** WORK TO COMPLETE **
Every line below that holds the string "bail" must be copied.

** EXERCISE MATERIAL **

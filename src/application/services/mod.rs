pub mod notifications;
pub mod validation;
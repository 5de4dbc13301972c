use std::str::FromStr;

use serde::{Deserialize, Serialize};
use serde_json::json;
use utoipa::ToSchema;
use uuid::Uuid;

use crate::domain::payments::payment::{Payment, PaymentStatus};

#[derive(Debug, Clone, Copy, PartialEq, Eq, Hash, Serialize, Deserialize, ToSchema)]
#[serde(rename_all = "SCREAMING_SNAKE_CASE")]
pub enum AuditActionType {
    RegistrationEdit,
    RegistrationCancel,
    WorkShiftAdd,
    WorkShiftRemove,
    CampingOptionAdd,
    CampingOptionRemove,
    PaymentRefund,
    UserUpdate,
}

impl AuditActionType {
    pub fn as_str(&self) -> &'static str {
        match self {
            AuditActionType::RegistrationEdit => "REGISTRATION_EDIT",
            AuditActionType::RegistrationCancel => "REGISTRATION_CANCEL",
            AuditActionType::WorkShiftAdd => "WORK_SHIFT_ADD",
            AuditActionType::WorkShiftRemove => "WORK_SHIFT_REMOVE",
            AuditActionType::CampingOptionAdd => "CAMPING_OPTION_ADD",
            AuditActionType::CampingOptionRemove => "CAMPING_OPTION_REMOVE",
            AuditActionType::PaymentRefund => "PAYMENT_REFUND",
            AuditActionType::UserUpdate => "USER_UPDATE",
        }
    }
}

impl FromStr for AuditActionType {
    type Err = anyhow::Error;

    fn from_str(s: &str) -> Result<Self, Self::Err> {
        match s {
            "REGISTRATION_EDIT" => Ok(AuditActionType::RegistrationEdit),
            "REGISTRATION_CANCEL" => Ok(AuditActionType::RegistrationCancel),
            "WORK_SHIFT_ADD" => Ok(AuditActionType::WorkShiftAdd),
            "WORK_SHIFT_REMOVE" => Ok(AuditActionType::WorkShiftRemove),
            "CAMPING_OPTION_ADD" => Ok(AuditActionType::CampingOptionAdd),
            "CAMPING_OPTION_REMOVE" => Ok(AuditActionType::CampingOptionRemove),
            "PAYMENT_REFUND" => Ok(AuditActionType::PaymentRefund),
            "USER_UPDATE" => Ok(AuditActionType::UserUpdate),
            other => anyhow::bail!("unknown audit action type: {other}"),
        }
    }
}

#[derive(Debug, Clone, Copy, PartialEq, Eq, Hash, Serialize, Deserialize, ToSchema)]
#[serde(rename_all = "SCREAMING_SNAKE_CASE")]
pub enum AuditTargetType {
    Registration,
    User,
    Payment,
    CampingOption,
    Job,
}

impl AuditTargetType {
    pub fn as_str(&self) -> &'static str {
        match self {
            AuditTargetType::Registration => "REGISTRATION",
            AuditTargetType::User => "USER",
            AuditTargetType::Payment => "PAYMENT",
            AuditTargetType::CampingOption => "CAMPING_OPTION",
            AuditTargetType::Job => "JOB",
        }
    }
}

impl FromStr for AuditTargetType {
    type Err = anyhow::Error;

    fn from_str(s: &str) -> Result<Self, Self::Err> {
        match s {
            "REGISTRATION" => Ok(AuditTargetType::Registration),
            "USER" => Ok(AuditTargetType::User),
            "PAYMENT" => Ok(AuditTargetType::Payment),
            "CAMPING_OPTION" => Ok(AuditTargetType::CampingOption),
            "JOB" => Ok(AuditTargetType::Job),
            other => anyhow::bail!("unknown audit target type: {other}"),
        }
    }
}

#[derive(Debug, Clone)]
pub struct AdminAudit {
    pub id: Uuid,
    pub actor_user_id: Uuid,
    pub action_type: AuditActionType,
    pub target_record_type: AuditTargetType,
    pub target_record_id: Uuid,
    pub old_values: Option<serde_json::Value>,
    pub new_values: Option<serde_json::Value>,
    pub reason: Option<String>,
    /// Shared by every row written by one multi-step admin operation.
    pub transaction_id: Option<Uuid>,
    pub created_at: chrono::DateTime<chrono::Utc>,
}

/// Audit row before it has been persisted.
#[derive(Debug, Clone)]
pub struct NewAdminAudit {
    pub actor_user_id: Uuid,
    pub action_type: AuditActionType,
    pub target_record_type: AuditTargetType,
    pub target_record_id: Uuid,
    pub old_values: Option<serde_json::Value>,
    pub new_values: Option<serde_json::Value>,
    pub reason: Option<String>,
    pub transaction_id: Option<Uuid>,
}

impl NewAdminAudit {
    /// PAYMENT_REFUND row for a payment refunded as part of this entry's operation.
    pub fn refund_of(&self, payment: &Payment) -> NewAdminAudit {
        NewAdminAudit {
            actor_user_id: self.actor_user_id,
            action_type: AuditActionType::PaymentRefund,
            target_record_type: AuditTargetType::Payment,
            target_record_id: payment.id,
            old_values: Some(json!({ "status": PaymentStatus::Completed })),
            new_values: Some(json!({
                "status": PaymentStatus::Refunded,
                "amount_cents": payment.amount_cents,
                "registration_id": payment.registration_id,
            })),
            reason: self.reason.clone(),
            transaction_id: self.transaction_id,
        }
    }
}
* * *
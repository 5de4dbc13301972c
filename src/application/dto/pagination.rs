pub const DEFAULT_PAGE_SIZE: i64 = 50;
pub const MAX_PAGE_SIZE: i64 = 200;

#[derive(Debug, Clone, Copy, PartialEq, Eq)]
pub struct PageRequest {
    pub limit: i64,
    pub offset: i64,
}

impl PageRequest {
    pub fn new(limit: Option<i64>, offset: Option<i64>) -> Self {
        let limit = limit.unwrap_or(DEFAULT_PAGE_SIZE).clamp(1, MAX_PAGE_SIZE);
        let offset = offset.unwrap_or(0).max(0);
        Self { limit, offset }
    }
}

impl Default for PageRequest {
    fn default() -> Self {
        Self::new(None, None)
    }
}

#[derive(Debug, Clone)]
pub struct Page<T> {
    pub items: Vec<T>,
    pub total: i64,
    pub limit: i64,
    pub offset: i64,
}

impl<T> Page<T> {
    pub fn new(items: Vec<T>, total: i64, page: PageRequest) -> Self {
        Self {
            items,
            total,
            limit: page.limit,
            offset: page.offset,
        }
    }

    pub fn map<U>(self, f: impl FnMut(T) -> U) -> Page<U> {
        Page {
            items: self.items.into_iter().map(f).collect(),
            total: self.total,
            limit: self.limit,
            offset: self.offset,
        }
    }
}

** RESPONSE BOX **
            other => anyhow::bail!("unknown audit action type: {other}"),
            other => anyhow::bail!("unknown audit target type: {other}"),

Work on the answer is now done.